In this moment of crisis, we are all understandably concerned for our own loved ones. But we cannot turn our backs on those Californians that for decades have been underserved and neglected by their government. While clean water is a basic human right and paramount for public health, an estimated one million Californians currently lack access to safe drinking water.
Governor Newsom and local public health officials across the state have ordered people to stay in their homes and to wash their hands – but you cannot shelter-in-place without access to clean water. Vulnerable communities across California in both rural and urban locations, who are largely low-income families and people of color, face the possibility of imminent disruption to their water service due to inability to pay. This threatens public safety and puts a rapidly growing number of families at risk who are struggling financially. California needs to ban water shutoffs during this crisis. Turning off the tap for families in need undermines California’s commitment to safe, affordable drinking water, and threatens to undermine California’s efforts to combat the spread of COVID-19.
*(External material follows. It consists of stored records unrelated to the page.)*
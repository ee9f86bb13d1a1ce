//! Login server client.
//!
//! The credential exchange happens over HTTP, outside the chat connection.
//! [`LoginClient`] is the seam: production uses [`HttpLoginClient`], tests
//! substitute a canned responder.

use async_trait::async_trait;
use ps_proto::LoginRequest;
use tracing::debug;

use crate::error::HandlerError;

/// Performs the out-of-band credential exchange.
#[async_trait]
pub trait LoginClient: Send + Sync {
    /// Submit the request and return the raw response body.
    async fn authenticate(&self, request: &LoginRequest) -> Result<String, HandlerError>;
}

/// Form-encoded POST to the login server's action endpoint.
pub struct HttpLoginClient {
    http: reqwest::Client,
    url: String,
}

impl HttpLoginClient {
    pub fn new(url: impl Into<String>) -> Self {
        Self {
            http: reqwest::Client::new(),
            url: url.into(),
        }
    }

    pub fn url(&self) -> &str {
        &self.url
    }
}

#[async_trait]
impl LoginClient for HttpLoginClient {
    async fn authenticate(&self, request: &LoginRequest) -> Result<String, HandlerError> {
        debug!(url = %self.url, name = %request.name, "Submitting login request");
        let response = self
            .http
            .post(&self.url)
            .form(&request.form())
            .send()
            .await
            .and_then(reqwest::Response::error_for_status)
            .map_err(|e| HandlerError::LoginTransport(e.to_string()))?;
        response
            .text()
            .await
            .map_err(|e| HandlerError::LoginTransport(e.to_string()))
    }
}

#[cfg(test)]
mod tests {
    use super::*;
    use tokio::io::{AsyncReadExt, AsyncWriteExt};
    use tokio::net::TcpListener;

    fn request() -> LoginRequest {
        LoginRequest {
            name: "MyBot".into(),
            pass: "pw".into(),
            act: ps_proto::LOGIN_ACTION,
            challstr: "abc|def".into(),
            challengekeyid: "4".into(),
        }
    }

    #[tokio::test]
    async fn posts_form_and_returns_body() {
        let listener = TcpListener::bind("127.0.0.1:0").await.unwrap();
        let addr = listener.local_addr().unwrap();
        let server = tokio::spawn(async move {
            let (mut socket, _) = listener.accept().await.unwrap();
            let mut buf = vec![0u8; 4096];
            let mut received = String::new();
            while !received.contains("challengekeyid=") {
                let n = socket.read(&mut buf).await.unwrap();
                if n == 0 {
                    break;
                }
                received.push_str(&String::from_utf8_lossy(&buf[..n]));
            }
            let body = r#"]{"assertion":"signed"}"#;
            let reply = format!(
                "HTTP/1.1 200 OK\r\ncontent-length: {}\r\nconnection: close\r\n\r\n{}",
                body.len(),
                body
            );
            socket.write_all(reply.as_bytes()).await.unwrap();
            received
        });

        let client = HttpLoginClient::new(format!("http://{addr}/action.php"));
        let body = client.authenticate(&request()).await.unwrap();
        assert_eq!(body, r#"]{"assertion":"signed"}"#);

        let received = server.await.unwrap();
        assert!(received.starts_with("POST /action.php"));
        assert!(received.contains("application/x-www-form-urlencoded"));
        assert!(received.contains("act=login"));
        assert!(received.contains("challstr=abc%7Cdef"));
    }

    #[tokio::test]
    async fn unreachable_server_is_transport_error() {
        let listener = TcpListener::bind("127.0.0.1:0").await.unwrap();
        let addr = listener.local_addr().unwrap();
        drop(listener);

        let client = HttpLoginClient::new(format!("http://{addr}/action.php"));
        let err = client.authenticate(&request()).await.unwrap_err();
        assert_eq!(err.error_code(), "login_transport");
    }
}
You can also do your part – stop hoarding bottled water! For these underserved communities, bottled water is the only option because their tap water is polluted or has been turned off. The mass hysteria surrounding COVID-19 has led to many Californians hoarding bottled water despite no evidence that the virus threatens our drinking water supplies. Per the World Health Organization, the COVID-19 virus has not been detected in drinking water supplies because widely-used water treatment methods kill the virus. Your stockpiling is forcing families to choose between drinking and cooking with contaminated water to comply with the Governor’s shelter-in-place order, and being forced to travel much farther to find safe alternative drinking water sources.
Governor Newsom and elected leaders need to place an immediate statewide moratorium on water shutoffs. And you need to do your part by saying ‘no’ to bottled water. Without both, we are putting our underserved communities at even more of a risk.